Sur la base des études en hématologie, il était considéré que les effets biologiques de l’Epo passaient par un récepteur homodimérique [EpoR]2 113. Toutefois, des expériences réalisées sur des cellules BA/F3 ont montré que la réponse biologique à l’Epo augmente lorsque le récepteur EpoR s’associe physiquement à la chaîne βc 115. Jusque dans les années 2000, il était admis, sans que cela n’ait jamais été prouvé, que le site de liaison de l’Epo dans le SNC était le récepteur EpoR, à l’identique de celui présent dans les progéniteurs érythroïdes, c'est-à-dire sous sa forme homodimérique [EpoR]2. Cependant, l’équipe de M. Brines a montré en 2004, que le maintien de la fonction motrice après lésion de la moelle épinière exercée par la CEpo chez des souris sauvages, est perdu chez des souris transgéniques n’exprimant pas le gène βc 23. Ainsi est naît l’idée que le récepteur de l’Epo responsable des effets neuroprotecteurs est composé d’un monomère d’EpoR et d’un homodimère de βc (EpoR/[βc]2) 22. Au regard de la littérature, il semble que cette théorie ait fait rapidement l’unanimité. Pourtant, aucune preuve n’a été fournie, ni sur la présence de la βc dans les neurones exprimant l’EpoR, ni sur les variations coordonnées de l’expression cérébrale de l’EpoR et de la βc. Or, ces deux informations apparaissent primordiales pour valider « la théorie de la βc » dans la composition du site de liaison de l’Epo au niveau du SNC.

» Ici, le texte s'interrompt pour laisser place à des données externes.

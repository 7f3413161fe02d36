mod batch;
mod stock;

use std::sync::Arc;

use axum::{
    http::{header, HeaderName, Method, StatusCode},
    response::IntoResponse,
    routing::{get, post},
    Json, Router,
};
use chrono::{DateTime, Utc};
use serde::Serialize;
use stockcheck_scraper::StockChecker;
use tower::ServiceBuilder;
use tower_http::{cors::CorsLayer, trace::TraceLayer};

use crate::middleware::{request_id, REQUEST_ID_HEADER};

#[derive(Clone)]
pub struct AppState {
    pub checker: Arc<StockChecker>,
}

#[derive(Debug, Serialize)]
pub struct ResponseMeta {
    pub request_id: String,
    pub timestamp: DateTime<Utc>,
}

#[derive(Debug, Serialize)]
pub struct ApiError {
    pub error: ErrorBody,
    pub meta: ResponseMeta,
}

#[derive(Debug, Serialize)]
pub struct ErrorBody {
    pub code: String,
    pub message: String,
}

#[derive(Debug, Serialize, PartialEq, Eq)]
struct HealthData {
    status: &'static str,
    message: &'static str,
}

impl ResponseMeta {
    pub(super) fn new(request_id: String) -> Self {
        Self {
            request_id,
            timestamp: Utc::now(),
        }
    }
}

impl ApiError {
    pub fn new(
        request_id: impl Into<String>,
        code: impl Into<String>,
        message: impl Into<String>,
    ) -> Self {
        Self {
            error: ErrorBody {
                code: code.into(),
                message: message.into(),
            },
            meta: ResponseMeta::new(request_id.into()),
        }
    }

    pub(super) fn validation(request_id: impl Into<String>, message: impl Into<String>) -> Self {
        Self::new(request_id, "validation_error", message)
    }
}

impl IntoResponse for ApiError {
    fn into_response(self) -> axum::response::Response {
        let status = if self.error.code == "validation_error" {
            StatusCode::BAD_REQUEST
        } else {
            StatusCode::INTERNAL_SERVER_ERROR
        };
        (status, Json(self)).into_response()
    }
}

fn build_cors() -> CorsLayer {
    CorsLayer::new()
        .allow_origin(tower_http::cors::Any)
        .allow_methods([Method::GET, Method::POST])
        .allow_headers([
            header::CONTENT_TYPE,
            HeaderName::from_static(REQUEST_ID_HEADER),
        ])
        .expose_headers([HeaderName::from_static(REQUEST_ID_HEADER)])
}

pub fn build_app(state: AppState) -> Router {
    Router::new()
        .route("/", get(health))
        .route("/check_stock", get(stock::check_stock))
        .route("/check_batch", post(batch::check_batch))
        .layer(
            ServiceBuilder::new()
                .layer(build_cors())
                .layer(axum::middleware::from_fn(request_id))
                .layer(TraceLayer::new_for_http()),
        )
        .with_state(state)
}

async fn health() -> Json<HealthData> {
    Json(HealthData {
        status: "ok",
        message: "stock check service is running",
    })
}

#[cfg(test)]
mod tests {
    use super::*;
    use axum::body::{to_bytes, Body};
    use axum::http::Request;
    use stockcheck_core::AvailabilityPolicy;
    use stockcheck_scraper::{FetchConfig, Fetcher, SiteConfig};
    use tower::ServiceExt;
    use wiremock::matchers::{method, path};
    use wiremock::{Mock, MockServer, ResponseTemplate};

    const IN_STOCK_PAGE: &str = r#"<html><script>window.zara.viewData = {"product":{"detail":{"colors":[{"sizes":[{"availability":"in_stock"}]}]}}};</script></html>"#;

    fn app_for(base_url: &str) -> Router {
        let fetcher = Fetcher::new(FetchConfig::direct(5)).expect("fetcher");
        let checker = StockChecker::new(
            fetcher,
            SiteConfig::new(base_url, "tr/tr"),
            AvailabilityPolicy::default(),
        )
        .with_search_fallback(false);
        build_app(AppState {
            checker: Arc::new(checker),
        })
    }

    /// App whose storefront is never reachable; for requests that fail validation.
    fn offline_app() -> Router {
        app_for("http://127.0.0.1:1")
    }

    async fn body_json(response: axum::response::Response) -> serde_json::Value {
        let body = to_bytes(response.into_body(), usize::MAX)
            .await
            .expect("body bytes");
        serde_json::from_slice(&body).expect("json parse")
    }

    async fn get_uri(app: Router, uri: &str) -> axum::response::Response {
        app.oneshot(Request::builder().uri(uri).body(Body::empty()).expect("request"))
            .await
            .expect("response")
    }

    async fn post_json(app: Router, uri: &str, body: &serde_json::Value) -> axum::response::Response {
        app.oneshot(
            Request::builder()
                .method("POST")
                .uri(uri)
                .header(header::CONTENT_TYPE, "application/json")
                .body(Body::from(body.to_string()))
                .expect("request"),
        )
        .await
        .expect("response")
    }

    async fn mount_product(server: &MockServer, product_id: &str) {
        Mock::given(method("GET"))
            .and(path(format!("/tr/tr/-p{product_id}.html")))
            .respond_with(ResponseTemplate::new(200).set_body_string(IN_STOCK_PAGE))
            .mount(server)
            .await;
    }

    #[test]
    fn api_error_validation_error_maps_to_bad_request() {
        let response = ApiError::validation("req-1", "invalid input").into_response();
        assert_eq!(response.status(), StatusCode::BAD_REQUEST);
    }

    #[test]
    fn api_error_other_codes_map_to_internal_error() {
        let response = ApiError::new("req-1", "not_found", "gone").into_response();
        assert_eq!(response.status(), StatusCode::INTERNAL_SERVER_ERROR);
    }

    #[tokio::test]
    async fn health_returns_status_ok() {
        let response = get_uri(offline_app(), "/").await;
        assert_eq!(response.status(), StatusCode::OK);
        assert!(response.headers().contains_key(REQUEST_ID_HEADER));
        let json = body_json(response).await;
        assert_eq!(json["status"], "ok");
        assert!(json["message"].as_str().is_some_and(|m| !m.is_empty()));
    }

    #[tokio::test]
    async fn request_id_header_is_propagated() {
        let response = offline_app()
            .oneshot(
                Request::builder()
                    .uri("/")
                    .header(REQUEST_ID_HEADER, "req-from-client")
                    .body(Body::empty())
                    .expect("request"),
            )
            .await
            .expect("response");
        assert_eq!(
            response.headers()[REQUEST_ID_HEADER].to_str().ok(),
            Some("req-from-client")
        );
    }

    #[tokio::test]
    async fn check_stock_rejects_unsupported_brand() {
        let response = get_uri(offline_app(), "/check_stock?brand=mango&code=20230010").await;
        assert_eq!(response.status(), StatusCode::BAD_REQUEST);
        let json = body_json(response).await;
        assert_eq!(json["error"]["code"], "validation_error");
        assert!(json["meta"]["request_id"].is_string());
    }

    #[tokio::test]
    async fn check_stock_rejects_missing_brand() {
        let response = get_uri(offline_app(), "/check_stock?code=20230010").await;
        assert_eq!(response.status(), StatusCode::BAD_REQUEST);
    }

    #[tokio::test]
    async fn check_stock_requires_sku_or_code() {
        let response = get_uri(offline_app(), "/check_stock?brand=zara").await;
        assert_eq!(response.status(), StatusCode::BAD_REQUEST);
        let json = body_json(response).await;
        assert_eq!(json["error"]["code"], "validation_error");
    }

    #[tokio::test]
    async fn check_stock_returns_response_for_supported_brand() {
        let server = MockServer::start().await;
        mount_product(&server, "20230010").await;

        let response = get_uri(app_for(&server.uri()), "/check_stock?brand=ZARA&code=20230010").await;
        assert_eq!(response.status(), StatusCode::OK);
        let json = body_json(response).await;
        assert_eq!(json["ok"], true);
        assert_eq!(json["in_stock"], true);
        assert_eq!(json["verdict"], "IN_STOCK");
        assert_eq!(json["product_id"], "20230010");
    }

    #[tokio::test]
    async fn check_stock_prefers_sku_over_code() {
        let server = MockServer::start().await;
        mount_product(&server, "00526310").await;

        let response = get_uri(
            app_for(&server.uri()),
            "/check_stock?brand=zara&code=99999999&sku=0052%2F6310",
        )
        .await;
        assert_eq!(response.status(), StatusCode::OK);
        let json = body_json(response).await;
        assert_eq!(json["product_id"], "00526310");
        assert_eq!(json["searched"], "0052/6310");
    }

    #[tokio::test]
    async fn check_stock_transport_failure_is_still_200() {
        let response = get_uri(offline_app(), "/check_stock?brand=zara&code=20230010").await;
        assert_eq!(response.status(), StatusCode::OK);
        let json = body_json(response).await;
        assert_eq!(json["ok"], false);
        assert_eq!(json["verdict"], "UNKNOWN");
        assert_eq!(json["error_kind"], "transport");
        assert!(json["error"].is_string());
    }

    #[tokio::test]
    async fn check_batch_isolates_unsupported_brand() {
        let server = MockServer::start().await;
        mount_product(&server, "20230010").await;

        let body = serde_json::json!({
            "items": [
                {"brand": "zara", "sku": "2023/0010", "meta": {"row": 1}},
                {"brand": "mango", "sku": "12345678"}
            ]
        });
        let response = post_json(app_for(&server.uri()), "/check_batch", &body).await;
        assert_eq!(response.status(), StatusCode::OK);
        let json = body_json(response).await;
        assert_eq!(json["count"], 2);

        let results = json["results"].as_array().expect("results array");
        assert_eq!(results.len(), 2);
        assert_eq!(results[0]["ok"], true);
        assert_eq!(results[0]["in_stock"], true);
        assert_eq!(results[0]["brand"], "zara");
        assert_eq!(results[0]["sku"], "2023/0010");
        assert_eq!(results[0]["meta"]["row"], 1);

        assert_eq!(results[1]["ok"], false);
        assert_eq!(results[1]["verdict"], "UNKNOWN");
        assert_eq!(results[1]["error_kind"], "validation");
        assert_eq!(results[1]["brand"], "mango");
    }

    #[tokio::test]
    async fn check_batch_item_without_identifier_fails_inline() {
        let body = serde_json::json!({"items": [{"brand": "zara"}]});
        let response = post_json(offline_app(), "/check_batch", &body).await;
        assert_eq!(response.status(), StatusCode::OK);
        let json = body_json(response).await;
        assert_eq!(json["count"], 1);
        assert_eq!(json["results"][0]["ok"], false);
        assert_eq!(json["results"][0]["error_kind"], "validation");
    }

    #[tokio::test]
    async fn check_batch_empty_items() {
        let body = serde_json::json!({"items": []});
        let response = post_json(offline_app(), "/check_batch", &body).await;
        assert_eq!(response.status(), StatusCode::OK);
        let json = body_json(response).await;
        assert_eq!(json["count"], 0);
        assert_eq!(json["results"].as_array().map(Vec::len), Some(0));
    }
}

Au sein de l’équipe, nous avons donc recherché à caractériser l’expression de la βc dans le cerveau de rat, et à comparer cette expression avec celle de l’EpoR. Chez le rat adulte,

seuls de rares neurones expriment la βc alors qu’un important contingent neuronal exprime l’EpoR 176 (papier n°1). Or, cette faible représentativité de la βc ne peut être attribuée à un manque de sensibilité de la détection immunohistochimique de la βc puisque, à la suite du SE, nous avons montré avec le même protocole, que les cellules microgliales expriment fortement la βc, bien au-delà du seuil de détection 176. Ainsi, ces observations indiquent que très peu de neurones sont susceptibles d’exprimer de manière concomitante l’EpoR et la βc. Même si nous ne pouvons exclure que l’Epo puisse protéger les neurones exprimant un ratio βc/ EpoR très faible, via un nombre restreint de récepteurs EpoR/[βc]2, nos résultats ne confortent pas l’hypothèse selon laquelle les effets neuroprotecteurs de l’Epo impliqueraient un tel récepteur. En effet, les interneurones du hile et les cellules pyramidales de CA1, qui expriment l’EpoR, mais pas la βc 176, sont protégés par l’EpoRH dans divers modèles de neurodégénérescence 40,176,207 (papier n°2).

Afin de poursuivre notre investigation sur l’implication éventuelle de la βc dans les effets neurobiologiques de l’Epo, nous avons utilisé une autre approche expérimentale. Celle-ci est fondée sur l’hypothèse selon laquelle des gènes impliqués dans les mêmes mécanismes cellulaires devraient présenter des profils d’expression semblables dans le SNC. Nous avons ainsi comparé les variations d’expression des gènes epo, epor et βc dans plusieurs structures cérébrales chez le rat, soit à différents âges au cours de la vie postnatale, soit en réponse à des stimuli environnementaux. Nos résultats montrent que les importantes variations d’expression de l’EpoR, toujours corrélées positivement à celles de l’Epo, ne concordent jamais avec celles de la βc au cours du développement postnatal et du vieillissement (papier n°1), en réponse à trois expositions hypoxiques (papier n°2 et données non illustrées) et après 5 semaines d’hébergement dans la cage de milieu enrichi Marlau™ (données non illustrées).

L’ensemble de nos résultats convergent donc vers une invalidation de la « théorie de la βc » dans la composition du site de liaison de l’Epo et de ses dérivés dans le SNC. En outre, ces données sont corroborées par une étude récente in vitro qui démontre que l’activation de l’EpoR sauve les cellules PC12 et SH-SY5Y d’un stress cytotoxique, alors que ces cellules n’expriment pas la βc 255. Il reste cependant fondamental de poursuivre les recherches sur l’identité exacte du site de liaison de l’Epo dans le SNC, afin de i) comprendre comment les dérivés de l’Epo exercent leurs effets neuroprotecteurs, sans stimuler l’hématopoïèse, et ii) de synthétiser d’autres dérivés de l’Epo présentant une plus grande affinité pour ces sites de liaison.